悩みを拾いあげよう 生徒会が毎月調査原因究明のためにも大切 学校のいじめアンケートは永年保存相手の気持ちを考える 「ピア・サポート」を広めよう

【高崎市】生徒が取り組むいじめ防止 キーワードは「みんなで話し合う」

 群馬県高崎市では「生徒主体」の方針を掲げ、市内の小中学校から代表が集まって「いじめ防止子ども会議」「中学生リーダー研修」などを開いている。話し合いの内容や研修内容は各校に持ち帰り、独自の取り組みにつなげている。市立入野中では、ISI(入野・ストップ・いじめ)プロジェクトと題して、生徒会が毎月、全校生徒にアンケートを実施している。

 入野中は、JR高崎駅から車で20分ほどの山あいにある。全校生徒約130人の小規模校だ。校長、教頭も一人一人の生徒の顔と名前が分かる。地域柄、幼稚園から中学までずっと一緒という生徒もいる。これまで、生徒の命にかかわるような深刻ないじめ問題が起きたことはないという。

 昨年12月、生徒会は「人にされたり言われたりして不快に思ったこと」について全校生徒を対象にアンケートを実施した。
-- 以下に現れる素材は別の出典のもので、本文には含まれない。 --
//! Ingestion scheduler and HTTP query API for tiered solar telemetry.
//!
//! This crate provides a service that:
//! - Polls a scraper endpoint for the inverter's latest sample
//! - Stores fresh readings in the hot tier for seven days
//! - Archives each day into a date-partitioned cold object
//! - Serves intraday, per-date and windowed queries over both tiers
//!
//! # REST API Endpoints
//!
//! - `GET /api/health` - Service health check
//! - `GET /api/status` - Collector state and task counters
//! - `GET /api/data?range=day` - Today's readings from the hot tier
//! - `GET /api/data?range=7|30` - Daily energy maxima for the preceding days
//! - `GET /api/data?range=YYYYMMDD` - One archived day
//! - `OPTIONS /api/data` - CORS pre-flight
//! - `POST /api/samples` - Push a raw sample
//! - `POST /api/archive` - Archive a day now
//!
//! # Configuration
//!
//! The service reads configuration from `~/.config/solar-tier/server.toml`:
//!
//! ```toml
//! [server]
//! bind = "127.0.0.1:8080"
//!
//! [storage]
//! hot_path = "~/.local/share/solar-tier/hot.db"
//!
//! [storage.cold]
//! kind = "s3"
//! bucket = "solar-data-1"
//!
//! [upstream]
//! url = "http://127.0.0.1:9000/sample"
//! poll_interval = 300
//!
//! [schedule]
//! archive_at = "23:55"
//! ```

pub mod api;
pub mod clock;
pub mod collector;
pub mod config;
pub mod ingest;
pub mod query;
pub mod range;
pub mod source;
pub mod state;

pub use clock::{Clock, FixedClock, SystemClock};
pub use collector::Collector;
pub use config::{
    AggregationConfig, ClockConfig, ColdStorageConfig, ColdStoreKind, Config, ConfigError,
    ScheduleConfig, ServerConfig, StorageConfig, UpstreamConfig,
};
pub use ingest::{IngestError, IngestOutcome, Ingestor};
pub use query::{QueryError, QueryResult, QueryRouter};
pub use range::RangeSelector;
pub use source::{HttpSampleSource, SampleSource, SourceError};
pub use state::{AppState, CollectorState, Task, TaskStats};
部活動でのトラブル▽自分が気にしていることをからかわれる▽好きで取り組んでいることをばかにされる――などが寄せられた。生徒会長の三木瑠(るい)さん(3年)は「部活で先輩から、片付けなどをやらされる(ことが嫌)」という回答に驚いた。「当たり前のように感じていた。上下関係は大事だけど、行き過ぎはいけない」と考え、後輩に指示する時は、自らも作業を分担することを心がけるようになったという。

 アンケート結果は、生徒はもとより家庭でも意識してもらう目的で、朝礼で発表し、生徒会新聞にも書く。具体的に不安や不満の内容が分かるように、生徒会の役員が役を演じるロールプレーイングにして、全校生徒を前に披露することもある。できるだけ大勢の生徒が、同じ目標に向かうことが大事だと感じているからだ。
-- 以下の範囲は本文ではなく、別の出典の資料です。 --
//! Solar Service - Telemetry ingestion, archiving and HTTP API.
//!
//! Run with: `cargo run -p solar-service`

use std::net::SocketAddr;
use std::path::PathBuf;
use std::sync::Arc;
use std::time::Duration;

use anyhow::Context;
use axum::Router;
use clap::{Parser, Subcommand};
use tower_http::trace::TraceLayer;
use tracing::info;

use solar_service::range::parse_compact_date;
use solar_service::{
    AppState, ColdStorageConfig, ColdStoreKind, Collector, Config, HttpSampleSource,
    IngestOutcome, SystemClock, api, collector,
};
use solar_store::{ObjectColdStore, SqliteHotStore};

/// Solar Service - Telemetry ingestion, archiving and HTTP API.
#[derive(Parser, Debug)]
#[command(name = "solar-service")]
#[command(version, about, long_about = None)]
struct Args {
    #[command(subcommand)]
    command: Option<Command>,

    /// Path to configuration file.
    #[arg(short, long, global = true)]
    config: Option<PathBuf>,

    /// Bind address (overrides config).
    #[arg(short, long, global = true)]
    bind: Option<String>,

    /// Hot store database path (overrides config).
    #[arg(long, global = true)]
    hot_db: Option<PathBuf>,

    /// Local cold partition directory (overrides config).
    #[arg(long, global = true)]
    cold_dir: Option<PathBuf>,

    /// Disable background collector (API only mode).
    #[arg(long, global = true)]
    no_collector: bool,
}

#[derive(Subcommand, Debug)]
enum Command {
    /// Run the service in the foreground (default behavior).
    Run,

    /// Fetch and ingest one sample, then exit.
    Ingest,

    /// Archive one day of hot readings into the cold store, then exit.
    Archive {
        /// Partition date as YYYYMMDD (defaults to today).
        #[arg(long)]
        date: Option<String>,

        /// Hot store day of month to read (defaults to the date's day).
        #[arg(long)]
        day: Option<u8>,
    },

    /// Remove expired hot readings, then exit.
    Sweep,
}

#[tokio::main]
async fn main() -> anyhow::Result<()> {
    let args = Args::parse();

    tracing_subscriber::fmt()
        .with_env_filter(
            tracing_subscriber::EnvFilter::from_default_env()
                .add_directive("solar_service=info".parse()?)
                .add_directive("solar_store=info".parse()?)
                .add_directive("tower_http=debug".parse()?),
        )
        .init();

    let mut config = match &args.config {
        Some(path) => Config::load(path)?,
        None => Config::load_default().unwrap_or_default(),
    };

    // Override config with CLI args
    if let Some(bind) = args.bind.clone() {
        config.server.bind = bind;
    }
    if let Some(path) = args.hot_db.clone() {
        config.storage.hot_path = path;
    }
    if let Some(path) = args.cold_dir.clone() {
        config.storage.cold.kind = ColdStoreKind::Local;
        config.storage.cold.path = path;
    }
    config.validate()?;

    let state = open_state(config)?;

    match args.command {
        Some(Command::Ingest) => ingest_once(&state).await,
        Some(Command::Archive { date, day }) => archive_once(&state, date, day).await,
        Some(Command::Sweep) => {
            let removed = collector::sweep(&state).await?;
            println!("Removed {} expired readings", removed);
            Ok(())
        }
        Some(Command::Run) | None => run_server(state, args.no_collector).await,
    }
}

fn open_state(config: Config) -> anyhow::Result<Arc<AppState>> {
    let offset = config.clock.offset()?;
    let hot = SqliteHotStore::open(&config.storage.hot_path)?;
    let cold = open_cold_store(&config.storage.cold)?;

    Ok(AppState::new(
        Arc::new(hot),
        Arc::new(cold),
        Arc::new(SystemClock::new(offset)),
        config,
    ))
}

fn open_cold_store(config: &ColdStorageConfig) -> anyhow::Result<ObjectColdStore> {
    let store = match config.kind {
        ColdStoreKind::Local => ObjectColdStore::local(&config.path)?,
        ColdStoreKind::Memory => {
            info!("Using in-memory cold store; partitions are lost on exit");
            ObjectColdStore::in_memory()
        }
        ColdStoreKind::S3 => {
            let bucket = config
                .bucket
                .as_deref()
                .context("storage.cold.bucket is required for s3")?;
            ObjectColdStore::s3(bucket, config.region.as_deref())?
        }
    };
    Ok(store)
}

async fn sample_source(state: &AppState) -> anyhow::Result<HttpSampleSource> {
    let config = state.config.read().await;
    Ok(HttpSampleSource::new(
        config.upstream.url.clone(),
        Duration::from_secs(config.upstream.timeout_secs),
    )?)
}

async fn ingest_once(state: &AppState) -> anyhow::Result<()> {
    let source = sample_source(state).await?;
    match state.ingestor.ingest_once(&source).await? {
        IngestOutcome::Stored(reading) => println!(
            "Stored reading {} {} ({} kWh)",
            reading.day_key(),
            reading.time_of_day,
            reading.energy_kwh
        ),
        IngestOutcome::Stale {
            time_of_day,
            reporting_hour,
        } => println!(
            "Skipped stale sample from {} (reporting hour is {:02})",
            time_of_day, reporting_hour
        ),
    }
    Ok(())
}

async fn archive_once(
    state: &AppState,
    date: Option<String>,
    day: Option<u8>,
) -> anyhow::Result<()> {
    let date = match date {
        Some(raw) => parse_compact_date(&raw)
            .with_context(|| format!("invalid date '{}': expected YYYYMMDD", raw))?,
        None => state.clock.today(),
    };
    let day = day.unwrap_or(date.day());

    let report = state.archiver.archive(date, day, state.clock.now()).await?;
    println!("Archived {} records to {}", report.records, report.key);
    Ok(())
}

async fn run_server(state: Arc<AppState>, no_collector: bool) -> anyhow::Result<()> {
    let bind = state.config.read().await.server.bind.clone();

    // Start the background collector
    if !no_collector {
        let source = sample_source(&state).await?;
        let collector = Collector::new(Arc::clone(&state), Arc::new(source));
        collector.start().await;
    } else {
        info!("Background collector disabled");
    }

    let app = Router::new()
        .merge(api::router())
        .layer(TraceLayer::new_for_http())
        .with_state(state);

    let addr: SocketAddr = bind.parse()?;

    info!("Starting server on {}", addr);

    let listener = tokio::net::TcpListener::bind(addr).await?;
    axum::serve(listener, app).await?;

    Ok(())
}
実施したアンケートを見ながら話す高崎市立入野中の生徒会役員ら

 現生徒会役員の5人は、身近でいじめに気づいたことはないと口をそろえる。だが、各地でいじめは起きており、入野中でも気づかれないだけで「校内にはいじめられていると思っている生徒がいるかもしれない」とも明かす。

 いじめをなくすためにどのような解決策が考えられるか。共通して挙がったのは「みんなで話し合う」「いじめる側に事情を聴く」だった。森野蒼也さん(3年)は「いじめる側、いじめられる側の両方に相談できる相手がいれば、みんなで話し合える」。大澤和馬さん(3年)は「いじめている人に何か事情があると思う。それを聴いて、みんなで解消していけば、いじめはなくなるのではないか」と提案した。
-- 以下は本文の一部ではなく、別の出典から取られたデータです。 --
use axum::{
    Json, Router,
    extract::{Query, State, rejection::QueryRejection},
    http::{HeaderValue, StatusCode, header},
    response::IntoResponse,
    routing::{get, post},
};
use serde::{Deserialize, Serialize};
use solar_store::ArchiveReport;
use solar_types::{RawSample, TimeOfDay};
use time::OffsetDateTime;
use tower_http::set_header::SetResponseHeaderLayer;
use tracing::debug;

use crate::ingest::{IngestError, IngestOutcome};
use crate::query::{QueryError, QueryResult};
use crate::range::{RangeSelector, parse_compact_date};
use crate::state::{AppState, TaskStats};

/// Methods advertised to browsers.
pub const ALLOWED_METHODS: &str = "GET, POST, OPTIONS";
/// Request headers advertised to browsers.
pub const ALLOWED_HEADERS: &str = "Content-Type";

/// Create the API router.
pub fn router() -> Router<Arc<AppState>> {
    Router::new()
        // Health and status
        .route("/api/health", get(health))
        .route("/api/status", get(get_status))
        // Data
        .route("/api/data", get(get_data).options(preflight))
        // Ingestion and archiving triggers
        .route("/api/samples", post(post_sample))
        .route("/api/archive", post(post_archive))
        .layer(SetResponseHeaderLayer::overriding(
            header::ACCESS_CONTROL_ALLOW_ORIGIN,
            HeaderValue::from_static("*"),
        ))
        .layer(SetResponseHeaderLayer::overriding(
            header::ACCESS_CONTROL_ALLOW_METHODS,
            HeaderValue::from_static(ALLOWED_METHODS),
        ))
        .layer(SetResponseHeaderLayer::overriding(
            header::ACCESS_CONTROL_ALLOW_HEADERS,
            HeaderValue::from_static(ALLOWED_HEADERS),
        ))
}

/// Health check response.
#[derive(Debug, Serialize)]
pub struct HealthResponse {
    pub status: &'static str,
    pub version: &'static str,
    #[serde(with = "time::serde::rfc3339")]
    pub timestamp: OffsetDateTime,
}

/// Health check endpoint.
async fn health() -> Json<HealthResponse> {
    Json(HealthResponse {
        status: "ok",
        version: env!("CARGO_PKG_VERSION"),
        timestamp: OffsetDateTime::now_utc(),
    })
}

/// Service status response.
#[derive(Debug, Serialize)]
pub struct StatusResponse {
    pub version: &'static str,
    #[serde(with = "time::serde::rfc3339")]
    pub timestamp: OffsetDateTime,
    pub collector: CollectorStatus,
    pub tasks: Vec<TaskStats>,
}

/// Collector status.
#[derive(Debug, Serialize)]
pub struct CollectorStatus {
    pub running: bool,
    #[serde(with = "time::serde::rfc3339::option")]
    pub started_at: Option<OffsetDateTime>,
    pub uptime_seconds: Option<u64>,
}

/// Collector status and per-task run counters.
async fn get_status(State(state): State<Arc<AppState>>) -> Json<StatusResponse> {
    let running = state.collector.is_running();
    let started_at = state.collector.started_at();
    let uptime_seconds = started_at.map(|s| {
        let now = OffsetDateTime::now_utc();
        (now - s).whole_seconds().max(0) as u64
    });

    Json(StatusResponse {
        version: env!("CARGO_PKG_VERSION"),
        timestamp: OffsetDateTime::now_utc(),
        collector: CollectorStatus {
            running,
            started_at,
            uptime_seconds,
        },
        tasks: state.collector.task_stats().await,
    })
}

/// Query parameters for `/api/data`.
#[derive(Debug, Default, Deserialize)]
pub struct DataQuery {
    /// `day`, `7`, `30` or `YYYYMMDD`.
    pub range: Option<String>,
}

/// Data for a range.
///
/// # Errors
///
/// - [`AppError::BadRequest`] if `range` is missing, repeated or unrecognised
/// - [`AppError::Store`] if a requested partition does not exist
async fn get_data(
    State(state): State<Arc<AppState>>,
    query: Result<Query<DataQuery>, QueryRejection>,
) -> Result<Json<QueryResult>, AppError> {
    let selector = match query {
        Ok(Query(query)) => RangeSelector::parse(query.range.as_deref().unwrap_or_default()),
        Err(rejection) => {
            debug!("Rejected data query: {}", rejection.body_text());
            RangeSelector::Invalid(rejection.body_text())
        }
    };
    let result = state.router.route(&selector).await?;
    Ok(Json(result))
}

/// CORS pre-flight for `/api/data`.
async fn preflight() -> StatusCode {
    StatusCode::NO_CONTENT
}

/// Response to a pushed sample.
#[derive(Debug, Serialize)]
#[serde(tag = "status", rename_all = "lowercase")]
pub enum SampleResponse {
    Stored { day: String, time: TimeOfDay },
    Stale { time: TimeOfDay, reporting_hour: u8 },
}

/// Ingest a pushed sample.
///
/// Returns 201 when the reading was stored and 200 when the sample was
/// stale and skipped.
async fn post_sample(
    State(state): State<Arc<AppState>>,
    Json(raw): Json<RawSample>,
) -> Result<(StatusCode, Json<SampleResponse>), AppError> {
    match state.ingestor.ingest_sample(&raw).await? {
        IngestOutcome::Stored(reading) => Ok((
            StatusCode::CREATED,
            Json(SampleResponse::Stored {
                day: reading.day_key(),
                time: reading.time_of_day,
            }),
        )),
        IngestOutcome::Stale {
            time_of_day,
            reporting_hour,
        } => Ok((
            StatusCode::OK,
            Json(SampleResponse::Stale {
                time: time_of_day,
                reporting_hour,
            }),
        )),
    }
}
 田村洋幸校長は「いじめ問題に対する生徒の意識は高い。万が一トラブルがあっても、子供たちの心構えが違う。『見て見ぬふり』をしないことから対応が始まるはず」と信頼を寄せる。

 

◇いじめの「解消」、見極めは慎重に……学校も毎月いじめアンケート

 高崎市は、2013年に施行された「いじめ防止対策推進法」に先駆けて、12年から防止策に取り組んできた。市内の各小中学校で、いじめを防ぐための基本方針を策定したり、行事や教科指導を通じた年間の指導計画を作成したりしてきた。いじめ防止担当教諭も置いた。担当教諭は年に数回の研修を受け、SNSの使い方の冊子を作成したり、他校のいじめ対策の方針を研究して自校の方針を見直したりしている。

 生徒会活動とは別に、生徒に対するいじめについてのアンケートも毎月実施する。記名式だが、自由記述欄を設け、全員が必ず何か書くように促す。「嫌なことがあった」などと書いていても目立たないようにとの配慮からだ。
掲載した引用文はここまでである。